3. Interferencia de autofluorescencia
En las imágenes de fluorescencia in vivo, la autofluorescencia animal siempre ha preocupado a los investigadores. Antes de la aparición de los sistemas de imágenes in vivo con análisis multiespectral de la luz de excitación, los científicos se vieron obligados a tomar diversas medidas para reducir la autofluorescencia de los animales, como alimentar a los ratones con alimentos sin fluoresceína, utilizar ratones desnudos, etc. Los sistemas de imágenes in vivo ahora capaces de realizar análisis multiespectrales de la luz de excitación pueden separar fácilmente las señales de fluorescencia. Como se muestra en la Figura 5, la autofluorescencia de los alimentos, la vejiga, el cabello y la piel se puede distinguir y eliminar de manera efectiva. El análisis multiespectral de luz de excitación también se puede utilizar para detectar múltiples marcadores fluorescentes, lo que puede lograr múltiples marcadores para un ratón, reducir los costos experimentales y mejorar efectivamente la comparabilidad de los datos.

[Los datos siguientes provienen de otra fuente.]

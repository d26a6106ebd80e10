//! The planix executive core.
//!
//! A plan is a tree of nodes, each a small state machine whose
//! transitions are gated by boolean expressions. Conditions,
//! variables and lookups form a demand driven notification graph;
//! external state flows in through a cache keyed by (name, params)
//! pairs; the executive runs every external event to quiescence.
//!
//! The core is synchronous and single threaded. The only structure
//! intended to be touched from other threads is [`EventQueue`], which
//! adapters use to post [`ExternalEvent`] records. See `planix-rt`
//! for a tokio runtime that drives an executive from such a queue.
#[macro_use]
extern crate serde_derive;

pub mod cache;
pub mod exec;
pub mod expr;
pub mod node;
pub mod plan;
#[cfg(test)]
mod test;
pub mod value;

use arcstr::ArcStr;
use parking_lot::{Condvar, Mutex};
use std::{collections::VecDeque, fmt, time::Duration};
use triomphe::Arc;

pub use cache::{State, StateCache};
pub use exec::{Exec, Transition};
pub use expr::ExprId;
pub use node::NodeId;
pub use value::{CommandHandle, Value, ValueType};

macro_rules! slot_id {
    ($name:ident, $tag:literal) => {
        /// An index into the owning arena. Ids are never reused
        /// within one executive; they are meaningless across
        /// executives.
        #[derive(Debug, Clone, Copy, PartialEq, Eq, Hash, PartialOrd, Ord)]
        pub struct $name(pub(crate) u32);

        impl $name {
            pub fn inner(&self) -> u32 {
                self.0
            }
        }

        impl fmt::Display for $name {
            fn fmt(&self, f: &mut fmt::Formatter<'_>) -> fmt::Result {
                write!(f, concat!($tag, "{}"), self.0)
            }
        }
    };
}

pub(crate) use slot_id;

/// Identifies one issued command instance. Allocated by the
/// executive when the command is enqueued; every ack, return value,
/// and abort ack for the command carries it.
#[derive(Debug, Clone, Copy, PartialEq, Eq, Hash, PartialOrd, Ord)]
pub struct CommandId(pub u64);

impl fmt::Display for CommandId {
    fn fmt(&self, f: &mut fmt::Formatter<'_>) -> fmt::Result {
        write!(f, "cmd{}", self.0)
    }
}

/// A command handed to the outside world. The interface is expected
/// to eventually post a [`ExternalEvent::CommandAck`] for the handle,
/// and may post a [`ExternalEvent::CommandReturn`] before the
/// terminal ack.
#[derive(Debug, Clone)]
pub struct CommandRequest {
    pub handle: CommandId,
    pub name: ArcStr,
    pub args: Vec<Value>,
    /// Variable that will receive the return value, if the plan
    /// declared one.
    pub return_var: Option<ExprId>,
    /// Variable that mirrors the command handle acks.
    pub ack_var: ExprId,
}

/// An update handed to the outside world, acknowledged by node id.
#[derive(Debug, Clone)]
pub struct UpdateRequest {
    pub node: ArcStr,
    pub pairs: Vec<(ArcStr, Value)>,
}

/// What the executive consumes from the outside world.
///
/// This is the seam between the core and everything else: adapters,
/// transports and simulators implement it; the state cache and the
/// step loop call it. All methods are synchronous; anything that
/// takes real time must be started here and completed later by
/// posting an [`ExternalEvent`].
pub trait Dispatcher: fmt::Debug + 'static {
    /// Return the current value of the state, or Unknown.
    fn lookup_now(&mut self, state: &State) -> Value;

    /// The executive is now interested in changes to this state.
    /// Until `unsubscribe`, new values should be posted as
    /// [`ExternalEvent::StateUpdate`] records.
    fn subscribe(&mut self, state: &State);

    /// Interest in the state has ended and related resources can be
    /// released.
    fn unsubscribe(&mut self, state: &State);

    /// Advise the interface that only reports outside [low, high]
    /// are of interest. Purely an optimization hint; the cache
    /// filters regardless of whether the interface honors it.
    fn set_thresholds(&mut self, state: &State, high: &Value, low: &Value);

    /// Begin executing a command.
    fn enqueue_command(&mut self, cmd: CommandRequest);

    /// Request that a previously enqueued command be aborted. The
    /// interface shall post a [`ExternalEvent::CommandAbortAck`]
    /// when the abort has taken effect.
    fn abort_command(&mut self, handle: CommandId);

    /// Report planner state to the outside world. The interface
    /// shall post an [`ExternalEvent::UpdateAck`] for the node.
    fn enqueue_update(&mut self, upd: UpdateRequest);

    /// Monotonic wall clock in seconds.
    fn current_time(&mut self) -> f64;
}

/// Inbound records posted by the outside world. Everything that
/// happened since the last step is drained from the [`EventQueue`]
/// and applied before the next quiescence cycle begins.
#[derive(Debug, Clone)]
pub enum ExternalEvent {
    StateUpdate(State, Value),
    CommandReturn(CommandId, Value),
    CommandAck(CommandId, CommandHandle),
    CommandAbortAck(CommandId, bool),
    UpdateAck(ArcStr, bool),
}

#[derive(Debug, Default)]
struct QueueInner {
    events: Mutex<VecDeque<ExternalEvent>>,
    ready: Condvar,
}

/// The thread safe inbound queue between adapters and the exec
/// thread. Publishing threads block at most briefly on the mutex;
/// the exec thread blocks on [`EventQueue::wait`] between steps.
#[derive(Debug, Clone, Default)]
pub struct EventQueue(Arc<QueueInner>);

impl EventQueue {
    pub fn new() -> Self {
        Self::default()
    }

    pub fn push(&self, ev: ExternalEvent) {
        let mut q = self.0.events.lock();
        q.push_back(ev);
        self.0.ready.notify_one();
    }

    pub fn push_many(&self, evs: impl IntoIterator<Item = ExternalEvent>) {
        let mut q = self.0.events.lock();
        q.extend(evs);
        self.0.ready.notify_one();
    }

    /// Move every queued record into `into`, preserving delivery
    /// order. Returns the number of records drained.
    pub fn drain_into(&self, into: &mut Vec<ExternalEvent>) -> usize {
        let mut q = self.0.events.lock();
        let n = q.len();
        into.extend(q.drain(..));
        n
    }

    pub fn is_empty(&self) -> bool {
        self.0.events.lock().is_empty()
    }

    /// Block until a record arrives or the timeout elapses. Returns
    /// true if the queue is non empty on return.
    pub fn wait(&self, timeout: Duration) -> bool {
        let mut q = self.0.events.lock();
        if q.is_empty() {
            self.0.ready.wait_for(&mut q, timeout);
        }
        !q.is_empty()
    }
}

#[cfg(test)]
mod queue_test {
    use super::*;
    use crate::cache::State;

    #[test]
    fn queue_preserves_order() {
        let q = EventQueue::new();
        q.push(ExternalEvent::StateUpdate(State::simple("a"), Value::Int(1)));
        q.push(ExternalEvent::StateUpdate(State::simple("b"), Value::Int(2)));
        let mut out = Vec::new();
        assert_eq!(q.drain_into(&mut out), 2);
        match (&out[0], &out[1]) {
            (
                ExternalEvent::StateUpdate(a, _),
                ExternalEvent::StateUpdate(b, _),
            ) => {
                assert_eq!(&*a.name, "a");
                assert_eq!(&*b.name, "b");
            }
            _ => panic!("wrong records"),
        }
        assert!(q.is_empty());
    }

    #[test]
    fn wait_times_out_empty() {
        let q = EventQueue::new();
        assert!(!q.wait(Duration::from_millis(5)));
        q.push(ExternalEvent::UpdateAck("n".into(), true));
        assert!(q.wait(Duration::from_millis(5)));
    }
}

4. Posicionamiento preciso de las señales fluorescentes
Como se muestra en la Figura 6, si la señal coincide con el objetivo 100, esto es lo que persiguen los científicos, pero si la señal no lo hace; Si el posicionamiento es correcto, será una pesadilla científica. ¡Quizás una señal engañosa sea peor que ninguna señal!
El sistema multifuncional de imágenes corporales, que tiene imágenes estructurales (como rayos X, resonancia magnética) e imágenes funcionales (como fluorescencia, luminiscencia e isótopos), lo ayudará a salir de problemas y con precisión. localizar señales de fluorescencia. Como se muestra en la Figura 7, al realizar imágenes de rayos X en ratones, se puede obtener claramente la forma y posición del tracto gastrointestinal. Al superponer la señal de fluorescencia con los rayos X, la fluorescencia se superpone con el tracto gastrointestinal, de modo que la fluorescencia se superpone con el tracto gastrointestinal. La ubicación de la fluorescencia en el estómago se puede determinar con precisión en el intestino.